■ AVAILABLE RECORDS ■
// Route exports
pub mod donors;

use actix_web::{error, http::StatusCode, web, HttpRequest, HttpResponse};

pub fn configure_routes(cfg: &mut web::ServiceConfig) {
    cfg.service(
        web::scope("/api/v1")
            .configure(donors::configure),
    );
}

/// JSON error response for JSON payload errors
#[derive(Debug, serde::Serialize)]
pub struct JsonError {
    pub error: String,
    pub message: String,
    pub status_code: u16,
}

impl std::fmt::Display for JsonError {
    fn fmt(&self, f: &mut std::fmt::Formatter<'_>) -> std::fmt::Result {
        write!(f, "{}: {}", self.error, self.message)
    }
}

impl std::error::Error for JsonError {}

impl error::ResponseError for JsonError {
    fn status_code(&self) -> StatusCode {
        StatusCode::from_u16(self.status_code).unwrap_or(StatusCode::BAD_REQUEST)
    }

    fn error_response(&self) -> HttpResponse {
        HttpResponse::build(self.status_code()).json(self)
    }
}

/// Handle JSON payload errors
pub fn handle_json_payload_error(err: error::JsonPayloadError, req: &HttpRequest) -> actix_web::Error {
    tracing::info!("JSON payload error on {}: {}", req.path(), err);
    JsonError {
        error: "invalid_json".to_string(),
        message: format!("Invalid JSON: {}", err),
        status_code: 400,
    }
    .into()
}

/// Payload settings shared by the server and tests
pub fn json_config() -> web::JsonConfig {
    web::JsonConfig::default().error_handler(handle_json_payload_error)
}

■ WHAT IS EXPECTED ■
Lines with "HttpResponse" in the records above: copy every one of them.

■ EXERCISE SOLUTION ■
use actix_web::{error, http::StatusCode, web, HttpRequest, HttpResponse};
    fn error_response(&self) -> HttpResponse {
        HttpResponse::build(self.status_code()).json(self)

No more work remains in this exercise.